Many of the more successful contractors attribute their success to their estimating procedures. They build the job on paper before they submit a bid. In doing this, they break the job down into work units and pieces of material. Then, they assign a cost to each item. The total of these costs will be the direct construction cost. You must also figure on the indirect costs of a job. For instance, you will have overhead expenses such as the cost of maintaining your office, trucks, license fees, and so on. The estimate should also consider any interest charges you will pay on money you borrow to get the job under way. You have insurance fees to pay, surety bond premiums, travel expenses, advertising costs, office salaries, lawyer's fees, and so on. These must also be paid out of your gross income.

Trade associations, as one of their services, often provide their members with a package of business forms. The cost estimate form would be included in the package. The obvious advantage in using forms is that they are specifically designed for the particular trade.

Regardless of what estimate form you use, it should include headings such as "activity", "material", "labor", "subcontracts", and "estimated cost". It should also have areas for direct construction costs, indirect construction costs, overhead and profit.

In addition, a column for the actual cost compared to the estimated cost of a specific work item will make this form an invaluable record. Here you would have a handy reference to evaluate the profitability of a job after it is complete. It would show you where your estimate was high or low, and enable you to adjust future bids on similar projects. This added column will also be necessary when it comes time for your financial accounting.

Bidding
Your decision to bid or not to bid on a particular job should be determined by several factors. First, do you have the capacity to complete the job on schedule and according to specifications. Beware of overextending yourself out of business. You have to operate within your known capabilities. On any job, you must follow all the details of the work yourself, or find competent supervision.

Bonding
The practice of bonding has been a traditional way of life for anyone engaged in contract construction. Bonding companies provide bonds for a certain percentage of the contract price. There are three main types of bonds:

  • Bid bonds ensure that the bidder is prepared to perform the work according to the terms of the contract if successful in the bid.
  • Performance bonds ensure completion of the job according to plans and specifications.
  • Payment bonds ensure that anyone dealing with the bonded contractor will be paid.

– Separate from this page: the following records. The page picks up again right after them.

//! Box and label overlays.
//!
//! `annotate` is the report annotator used by `/predict`: it copies the
//! source image and draws per-class coloured boxes with a filled label bar.
//! `draw_detections` with `AnnotationStyle::live()` is the in-place overlay the
//! live feed applies to each camera frame.

mod font;

use image::{Rgb, RgbImage};

use crate::detect::{BoxPrediction, DetectionResult};

pub use font::{text_height, text_width};

const PALETTE: [[u8; 3]; 8] = [
    [0xFF, 0x38, 0x38],
    [0xFF, 0x9D, 0x97],
    [0xFF, 0x70, 0x1F],
    [0xFF, 0xB2, 0x1D],
    [0xCF, 0xD2, 0x31],
    [0x48, 0xF9, 0x0A],
    [0x1A, 0x93, 0x34],
    [0x00, 0xD4, 0xBB],
];

pub const LIVE_BOX_COLOR: Rgb<u8> = Rgb([255, 0, 0]);
pub const LIVE_TEXT_COLOR: Rgb<u8> = Rgb([255, 255, 0]);
const REPORT_TEXT_COLOR: Rgb<u8> = Rgb([255, 255, 255]);

#[derive(Clone, Copy, Debug, PartialEq, Eq)]
pub enum LabelStyle {
    /// `fire 0.90` on a bar filled with the class colour.
    Report,
    /// `fire 90.0%` in yellow, 10 px above a red box.
    Live,
}

#[derive(Clone, Copy, Debug)]
pub struct AnnotationStyle {
    pub thickness: u32,
    pub text_scale: u32,
    pub label: LabelStyle,
}

impl AnnotationStyle {
    pub fn report() -> Self {
        Self {
            thickness: 2,
            text_scale: 2,
            label: LabelStyle::Report,
        }
    }

    pub fn live() -> Self {
        Self {
            thickness: 2,
            text_scale: 2,
            label: LabelStyle::Live,
        }
    }
}

pub fn class_color(class_id: usize) -> Rgb<u8> {
    Rgb(PALETTE[class_id % PALETTE.len()])
}

/// Draw boxes and labels onto a copy of `image`.
pub fn annotate(image: &RgbImage, result: &DetectionResult) -> RgbImage {
    let mut out = image.clone();
    draw_detections(&mut out, result, &AnnotationStyle::report());
    out
}

/// Draw boxes and labels onto `image` in place. Degenerate boxes are skipped.
pub fn draw_detections(image: &mut RgbImage, result: &DetectionResult, style: &AnnotationStyle) {
    for b in &result.boxes {
        if b.width() < 1.0 || b.height() < 1.0 {
            continue;
        }
        let rect = b.pixel_box();
        let label = label_text(result, b, style.label);
        match style.label {
            LabelStyle::Report => {
                let color = class_color(b.class_id);
                draw_rect(image, rect, color, style.thickness);
                draw_label_bar(image, rect, &label, color, style.text_scale);
            }
            LabelStyle::Live => {
                draw_rect(image, rect, LIVE_BOX_COLOR, style.thickness);
                let top = rect[1] - 10 - text_height(style.text_scale) as i32;
                draw_text(image, rect[0], top, &label, LIVE_TEXT_COLOR, style.text_scale);
            }
        }
    }
}

fn label_text(result: &DetectionResult, b: &BoxPrediction, style: LabelStyle) -> String {
    let name = result.label(b.class_id);
    match style {
        LabelStyle::Report => format!("{} {:.2}", name, b.confidence),
        LabelStyle::Live => format!("{} {:.1}%", name, b.confidence * 100.0),
    }
}

fn draw_label_bar(image: &mut RgbImage, rect: [i32; 4], label: &str, color: Rgb<u8>, scale: u32) {
    let pad = scale as i32;
    let bar_w = text_width(label, scale) as i32 + 2 * pad;
    let bar_h = text_height(scale) as i32 + 2 * pad;
    // Inside the box when there is no room above it.
    let bar_top = if rect[1] - bar_h >= 0 {
        rect[1] - bar_h
    } else {
        rect[1]
    };
    fill_rect(image, [rect[0], bar_top, rect[0] + bar_w, bar_top + bar_h], color);
    draw_text(image, rect[0] + pad, bar_top + pad, label, REPORT_TEXT_COLOR, scale);
}

fn put(image: &mut RgbImage, x: i32, y: i32, color: Rgb<u8>) {
    if x < 0 || y < 0 {
        return;
    }
    let (x, y) = (x as u32, y as u32);
    if x < image.width() && y < image.height() {
        image.put_pixel(x, y, color);
    }
}

/// Fill `[x1, y1, x2, y2)`, clipped to the image.
pub fn fill_rect(image: &mut RgbImage, rect: [i32; 4], color: Rgb<u8>) {
    let x1 = rect[0].max(0);
    let y1 = rect[1].max(0);
    let x2 = rect[2].min(image.width() as i32);
    let y2 = rect[3].min(image.height() as i32);
    for y in y1..y2 {
        for x in x1..x2 {
            put(image, x, y, color);
        }
    }
}

/// Outline `[x1, y1, x2, y2]` with lines growing inward, clipped to the image.
pub fn draw_rect(image: &mut RgbImage, rect: [i32; 4], color: Rgb<u8>, thickness: u32) {
    let [x1, y1, x2, y2] = rect;
    let t = thickness.max(1) as i32;
    fill_rect(image, [x1, y1, x2 + 1, y1 + t], color);
    fill_rect(image, [x1, y2 - t + 1, x2 + 1, y2 + 1], color);
    fill_rect(image, [x1, y1, x1 + t, y2 + 1], color);
    fill_rect(image, [x2 - t + 1, y1, x2 + 1, y2 + 1], color);
}

/// Render `text` with its top-left corner at `(x, y)`.
pub fn draw_text(image: &mut RgbImage, x: i32, y: i32, text: &str, color: Rgb<u8>, scale: u32) {
    let scale = scale.max(1) as i32;
    let mut cursor = x;
    for c in text.chars() {
        let rows = font::glyph(c);
        for (row, bits) in rows.iter().enumerate() {
            for col in 0..font::GLYPH_WIDTH as i32 {
                if bits & (0x10 >> col) == 0 {
                    continue;
                }
                let px = cursor + col * scale;
                let py = y + row as i32 * scale;
                for dy in 0..scale {
                    for dx in 0..scale {
                        put(image, px + dx, py + dy, color);
                    }
                }
            }
        }
        cursor += font::GLYPH_ADVANCE as i32 * scale;
    }
}
#![cfg(feature = "backend-tract")]

use std::collections::BTreeMap;
use std::path::Path;

use anyhow::{anyhow, Context, Result};
use image::RgbImage;
use tract_onnx::prelude::*;

use crate::detect::backend::{DetectorBackend, InferenceParams};
use crate::detect::postprocess::{decode_yolo, letterbox};
use crate::detect::result::{class_names, DetectionResult};

/// Tract-based backend for YOLO-style ONNX object detectors.
///
/// The model is compiled for a fixed square input; requests asking for a
/// different `InferenceParams::size` are rejected rather than recompiled.
pub struct TractBackend {
    model: SimplePlan<TypedFact, Box<dyn TypedOp>>,
    size: u32,
    names: BTreeMap<usize, String>,
}

impl TractBackend {
    /// Load an ONNX model from disk and prepare it for inference.
    pub fn new<P: AsRef<Path>, S: AsRef<str>>(model_path: P, size: u32, labels: &[S]) -> Result<Self> {
        let model_path = model_path.as_ref();
        if labels.is_empty() {
            return Err(anyhow!("tract backend needs at least one class label"));
        }
        let model = tract_onnx::onnx()
            .model_for_path(model_path)
            .with_context(|| format!("failed to load ONNX model from {}", model_path.display()))?
            .with_input_fact(
                0,
                InferenceFact::dt_shape(
                    f32::datum_type(),
                    tvec!(1, 3, size as usize, size as usize),
                ),
            )
            .context("failed to set input fact")?
            .into_optimized()
            .context("failed to optimize ONNX model")?
            .into_runnable()
            .context("failed to build runnable ONNX model")?;

        log::info!(
            "tract backend loaded {} ({}x{}, {} classes)",
            model_path.display(),
            size,
            size,
            labels.len()
        );

        Ok(Self {
            model,
            size,
            names: class_names(labels),
        })
    }

    fn build_input(&self, canvas: &RgbImage) -> Tensor {
        let size = self.size as usize;
        tract_ndarray::Array4::from_shape_fn((1, 3, size, size), |(_, channel, y, x)| {
            canvas.get_pixel(x as u32, y as u32)[channel] as f32 / 255.0
        })
        .into_tensor()
    }
}

impl DetectorBackend for TractBackend {
    fn name(&self) -> &'static str {
        "tract"
    }

    fn detect(&mut self, image: &RgbImage, params: InferenceParams) -> Result<DetectionResult> {
        if params.size != self.size {
            return Err(anyhow!(
                "inference size {} does not match compiled model input {}",
                params.size,
                self.size
            ));
        }
        let (canvas, placement) = letterbox(image, self.size)?;
        let input = self.build_input(&canvas);
        let outputs = self
            .model
            .run(tvec!(input.into()))
            .context("ONNX inference failed")?;
        let output = outputs
            .first()
            .ok_or_else(|| anyhow!("model produced no outputs"))?;
        let view = output
            .to_array_view::<f32>()
            .context("model output tensor was not f32")?;
        let shape = view.shape().to_vec();
        let values: Vec<f32> = view.iter().copied().collect();

        let boxes = decode_yolo(&values, &shape, self.names.len(), params, &placement)?;
        Ok(DetectionResult::new(boxes, self.names.clone()))
    }

    fn warm_up(&mut self) -> Result<()> {
        let blank = RgbImage::new(self.size, self.size);
        self.detect(
            &blank,
            InferenceParams {
                size: self.size,
                ..InferenceParams::default()
            },
        )
        .map(|_| ())
    }
}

The effect that bonding companies have had on contractors is evident in the area of competition. The customer, by requiring that the contractor is bonded, is more or less assured of adequate completion of the job. Therefore, contractors are compared on a basis of price. Also, banks are often more lenient to bonded contractors.

Bonding companies usually require the contractor to have proven experience and the organizational financial capacity to complete the project. This can be a real stumbling block to the new construction firm.

With the widespread use of bonding requirements, the competition that is generated often leads the inexperienced contractor to submit bids that are unrealistically low. One or two such mistakes often can spell bankruptcy.

Will you need bonding _________ often, _________ occasionally, _________ seldom?

Where will you get your bond?

 

What will the terms be?

 

Planning the Work

When your marketing efforts result in jobs to be done, the problem becomes one of production. How will you plan the work so that the job gets done on time?

No matter how you plan the work, your plan should assist you in two specific ways:

  • it should help you maintain your production schedule;
  • it should allow you to adjust production to meet changed conditions, such as bad weather.

In planning the work, keep in mind two things:

  • the timing of starts;
  • the timing of the various steps in the construction of your company.

If you have sufficient help and sufficient supervisory personnel, it will be possible for you to engage in as many projects as you can control. The size and nature of the job must be considered here also.

The timing of the steps of construction (the work scheduling) will show the various operations in sequence and assign a working day designation to each with a space for the calendar day designation. Several operations may be in progress simultaneously. Such a work schedule will show at a glance whether the work is progressing at the right time. Many companies offer commercial scheduling boards designed for this purpose.

Below is a partial work schedule to demonstrate how yours may be set up. Note that there is a column that can be filled in with either a solid mark of an "X" to indicate either partial or completed work. When you look at a particular calendar day, an "X" next to it would indicate that you're on schedule. An open square indicates a delay. Here then, is a convenient way to see trouble spots that are causing delays and it gives you an opportunity to take corrective action.

Working Day

Activity Start Finish Calendar Day Complete
Layout 1 1 15 X
Foundation Forms 1 2 16 X
Foundation Pour 3 3 19 /
(/ indicates 3/4 complete)

You should save your work schedules. They will form the basis for future estimates. For example, if you are estimating a particular job, you have information on the steps of production, an indication of what materials you'll need and when you'll need them, an indication of how long the job will take, and any peculiarities that may affect the completion of the job. When you consider all these things, you'll be more likely to submit an accurate bid.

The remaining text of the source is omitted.